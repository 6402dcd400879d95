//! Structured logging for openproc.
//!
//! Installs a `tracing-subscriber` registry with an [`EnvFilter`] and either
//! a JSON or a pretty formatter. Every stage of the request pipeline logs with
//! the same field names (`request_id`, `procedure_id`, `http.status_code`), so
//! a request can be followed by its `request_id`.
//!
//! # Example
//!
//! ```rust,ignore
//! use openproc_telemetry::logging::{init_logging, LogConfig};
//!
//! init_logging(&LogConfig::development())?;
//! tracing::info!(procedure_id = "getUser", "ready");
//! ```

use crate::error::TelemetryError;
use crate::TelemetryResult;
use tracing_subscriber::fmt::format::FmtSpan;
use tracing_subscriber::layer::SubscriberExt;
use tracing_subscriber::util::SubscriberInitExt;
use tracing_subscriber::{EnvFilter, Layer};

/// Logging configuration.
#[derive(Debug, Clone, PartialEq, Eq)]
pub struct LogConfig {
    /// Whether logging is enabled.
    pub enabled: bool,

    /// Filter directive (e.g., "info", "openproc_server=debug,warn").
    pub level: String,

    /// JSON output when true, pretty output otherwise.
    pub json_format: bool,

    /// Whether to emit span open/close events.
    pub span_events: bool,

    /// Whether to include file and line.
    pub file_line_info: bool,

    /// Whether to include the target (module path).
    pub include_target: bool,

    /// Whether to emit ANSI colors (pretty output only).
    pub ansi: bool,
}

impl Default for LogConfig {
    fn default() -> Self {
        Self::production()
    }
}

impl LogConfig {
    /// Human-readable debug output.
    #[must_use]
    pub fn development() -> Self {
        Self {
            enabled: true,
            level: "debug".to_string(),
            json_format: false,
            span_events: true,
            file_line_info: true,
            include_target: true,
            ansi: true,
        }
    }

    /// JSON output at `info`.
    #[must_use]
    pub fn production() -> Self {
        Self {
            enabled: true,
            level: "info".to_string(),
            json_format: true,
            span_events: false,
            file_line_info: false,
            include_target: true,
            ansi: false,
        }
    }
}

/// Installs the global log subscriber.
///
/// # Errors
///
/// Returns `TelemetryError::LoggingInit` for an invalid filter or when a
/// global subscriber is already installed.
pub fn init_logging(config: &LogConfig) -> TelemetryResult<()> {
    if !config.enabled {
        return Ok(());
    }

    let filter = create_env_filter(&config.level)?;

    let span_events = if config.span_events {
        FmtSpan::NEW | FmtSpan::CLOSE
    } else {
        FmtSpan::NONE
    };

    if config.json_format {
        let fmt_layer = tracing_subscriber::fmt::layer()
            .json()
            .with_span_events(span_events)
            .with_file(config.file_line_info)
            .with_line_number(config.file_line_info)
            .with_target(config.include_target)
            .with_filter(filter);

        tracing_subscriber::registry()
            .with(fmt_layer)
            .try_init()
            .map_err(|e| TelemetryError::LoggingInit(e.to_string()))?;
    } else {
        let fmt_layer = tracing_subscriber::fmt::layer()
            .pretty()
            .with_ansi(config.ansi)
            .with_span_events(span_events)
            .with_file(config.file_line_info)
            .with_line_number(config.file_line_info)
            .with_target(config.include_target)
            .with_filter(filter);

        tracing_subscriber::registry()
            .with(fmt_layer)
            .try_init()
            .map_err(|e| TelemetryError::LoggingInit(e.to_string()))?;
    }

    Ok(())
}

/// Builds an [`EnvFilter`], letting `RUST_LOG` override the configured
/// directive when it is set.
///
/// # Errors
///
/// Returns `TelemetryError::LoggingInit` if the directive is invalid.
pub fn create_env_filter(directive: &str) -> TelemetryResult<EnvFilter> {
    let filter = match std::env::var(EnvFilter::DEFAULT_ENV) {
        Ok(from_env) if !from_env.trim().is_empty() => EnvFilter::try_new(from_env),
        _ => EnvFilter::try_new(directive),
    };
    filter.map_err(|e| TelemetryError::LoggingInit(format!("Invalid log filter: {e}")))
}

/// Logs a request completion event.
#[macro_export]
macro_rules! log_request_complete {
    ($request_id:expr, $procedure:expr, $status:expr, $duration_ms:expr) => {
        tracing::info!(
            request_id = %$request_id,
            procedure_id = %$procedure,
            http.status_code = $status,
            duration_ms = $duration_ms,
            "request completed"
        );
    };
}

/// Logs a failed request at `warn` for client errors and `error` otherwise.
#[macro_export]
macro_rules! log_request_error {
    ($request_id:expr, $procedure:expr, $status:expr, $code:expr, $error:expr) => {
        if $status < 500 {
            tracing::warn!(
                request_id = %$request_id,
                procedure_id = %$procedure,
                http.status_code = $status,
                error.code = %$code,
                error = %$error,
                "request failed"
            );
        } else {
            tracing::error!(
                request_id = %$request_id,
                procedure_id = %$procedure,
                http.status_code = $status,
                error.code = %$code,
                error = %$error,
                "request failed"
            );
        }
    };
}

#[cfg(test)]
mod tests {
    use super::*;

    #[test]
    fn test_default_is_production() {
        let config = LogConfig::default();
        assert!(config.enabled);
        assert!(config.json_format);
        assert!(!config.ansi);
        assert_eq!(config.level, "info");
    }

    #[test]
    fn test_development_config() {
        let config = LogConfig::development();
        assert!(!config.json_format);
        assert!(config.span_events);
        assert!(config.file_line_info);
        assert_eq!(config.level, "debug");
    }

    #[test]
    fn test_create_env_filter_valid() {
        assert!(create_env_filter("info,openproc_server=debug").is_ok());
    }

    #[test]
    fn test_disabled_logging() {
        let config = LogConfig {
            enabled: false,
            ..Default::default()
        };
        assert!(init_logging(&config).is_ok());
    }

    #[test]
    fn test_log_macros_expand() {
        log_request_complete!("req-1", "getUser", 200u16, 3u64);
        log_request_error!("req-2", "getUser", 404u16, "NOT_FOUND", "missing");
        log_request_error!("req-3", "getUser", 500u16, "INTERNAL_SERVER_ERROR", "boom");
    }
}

□ □ □ □ □

Instructions to follow
Retype the records above in full, exactly.

Solution to this exercise
repository 6402dcd400879d95
//! Structured logging for openproc.
//!
//! Installs a `tracing-subscriber` registry with an [`EnvFilter`] and either
//! a JSON or a pretty formatter. Every stage of the request pipeline logs with
//! the same field names (`request_id`, `procedure_id`, `http.status_code`), so
//! a request can be followed by its `request_id`.
//!
//! # Example
//!
//! ```rust,ignore
//! use openproc_telemetry::logging::{init_logging, LogConfig};
//!
//! init_logging(&LogConfig::development())?;
//! tracing::info!(procedure_id = "getUser", "ready");
//! ```

use crate::error::TelemetryError;
use crate::TelemetryResult;
use tracing_subscriber::fmt::format::FmtSpan;
use tracing_subscriber::layer::SubscriberExt;
use tracing_subscriber::util::SubscriberInitExt;
use tracing_subscriber::{EnvFilter, Layer};

/// Logging configuration.
#[derive(Debug, Clone, PartialEq, Eq)]
pub struct LogConfig {
    /// Whether logging is enabled.
    pub enabled: bool,

    /// Filter directive (e.g., "info", "openproc_server=debug,warn").
    pub level: String,

    /// JSON output when true, pretty output otherwise.
    pub json_format: bool,

    /// Whether to emit span open/close events.
    pub span_events: bool,

    /// Whether to include file and line.
    pub file_line_info: bool,

    /// Whether to include the target (module path).
    pub include_target: bool,

    /// Whether to emit ANSI colors (pretty output only).
    pub ansi: bool,
}

impl Default for LogConfig {
    fn default() -> Self {
        Self::production()
    }
}

impl LogConfig {
    /// Human-readable debug output.
    #[must_use]
    pub fn development() -> Self {
        Self {
            enabled: true,
            level: "debug".to_string(),
            json_format: false,
            span_events: true,
            file_line_info: true,
            include_target: true,
            ansi: true,
        }
    }

    /// JSON output at `info`.
    #[must_use]
    pub fn production() -> Self {
        Self {
            enabled: true,
            level: "info".to_string(),
            json_format: true,
            span_events: false,
            file_line_info: false,
            include_target: true,
            ansi: false,
        }
    }
}

/// Installs the global log subscriber.
///
/// # Errors
///
/// Returns `TelemetryError::LoggingInit` for an invalid filter or when a
/// global subscriber is already installed.
pub fn init_logging(config: &LogConfig) -> TelemetryResult<()> {
    if !config.enabled {
        return Ok(());
    }

    let filter = create_env_filter(&config.level)?;

    let span_events = if config.span_events {
        FmtSpan::NEW | FmtSpan::CLOSE
    } else {
        FmtSpan::NONE
    };

    if config.json_format {
        let fmt_layer = tracing_subscriber::fmt::layer()
            .json()
            .with_span_events(span_events)
            .with_file(config.file_line_info)
            .with_line_number(config.file_line_info)
            .with_target(config.include_target)
            .with_filter(filter);

        tracing_subscriber::registry()
            .with(fmt_layer)
            .try_init()
            .map_err(|e| TelemetryError::LoggingInit(e.to_string()))?;
    } else {
        let fmt_layer = tracing_subscriber::fmt::layer()
            .pretty()
            .with_ansi(config.ansi)
            .with_span_events(span_events)
            .with_file(config.file_line_info)
            .with_line_number(config.file_line_info)
            .with_target(config.include_target)
            .with_filter(filter);

        tracing_subscriber::registry()
            .with(fmt_layer)
            .try_init()
            .map_err(|e| TelemetryError::LoggingInit(e.to_string()))?;
    }

    Ok(())
}

/// Builds an [`EnvFilter`], letting `RUST_LOG` override the configured
/// directive when it is set.
///
/// # Errors
///
/// Returns `TelemetryError::LoggingInit` if the directive is invalid.
pub fn create_env_filter(directive: &str) -> TelemetryResult<EnvFilter> {
    let filter = match std::env::var(EnvFilter::DEFAULT_ENV) {
        Ok(from_env) if !from_env.trim().is_empty() => EnvFilter::try_new(from_env),
        _ => EnvFilter::try_new(directive),
    };
    filter.map_err(|e| TelemetryError::LoggingInit(format!("Invalid log filter: {e}")))
}

/// Logs a request completion event.
#[macro_export]
macro_rules! log_request_complete {
    ($request_id:expr, $procedure:expr, $status:expr, $duration_ms:expr) => {
        tracing::info!(
            request_id = %$request_id,
            procedure_id = %$procedure,
            http.status_code = $status,
            duration_ms = $duration_ms,
            "request completed"
        );
    };
}

/// Logs a failed request at `warn` for client errors and `error` otherwise.
#[macro_export]
macro_rules! log_request_error {
    ($request_id:expr, $procedure:expr, $status:expr, $code:expr, $error:expr) => {
        if $status < 500 {
            tracing::warn!(
                request_id = %$request_id,
                procedure_id = %$procedure,
                http.status_code = $status,
                error.code = %$code,
                error = %$error,
                "request failed"
            );
        } else {
            tracing::error!(
                request_id = %$request_id,
                procedure_id = %$procedure,
                http.status_code = $status,
                error.code = %$code,
                error = %$error,
                "request failed"
            );
        }
    };
}

#[cfg(test)]
mod tests {
    use super::*;

    #[test]
    fn test_default_is_production() {
        let config = LogConfig::default();
        assert!(config.enabled);
        assert!(config.json_format);
        assert!(!config.ansi);
        assert_eq!(config.level, "info");
    }

    #[test]
    fn test_development_config() {
        let config = LogConfig::development();
        assert!(!config.json_format);
        assert!(config.span_events);
        assert!(config.file_line_info);
        assert_eq!(config.level, "debug");
    }

    #[test]
    fn test_create_env_filter_valid() {
        assert!(create_env_filter("info,openproc_server=debug").is_ok());
    }

    #[test]
    fn test_disabled_logging() {
        let config = LogConfig {
            enabled: false,
            ..Default::default()
        };
        assert!(init_logging(&config).is_ok());
    }

    #[test]
    fn test_log_macros_expand() {
        log_request_complete!("req-1", "getUser", 200u16, 3u64);
        log_request_error!("req-2", "getUser", 404u16, "NOT_FOUND", "missing");
        log_request_error!("req-3", "getUser", 500u16, "INTERNAL_SERVER_ERROR", "boom");
    }
}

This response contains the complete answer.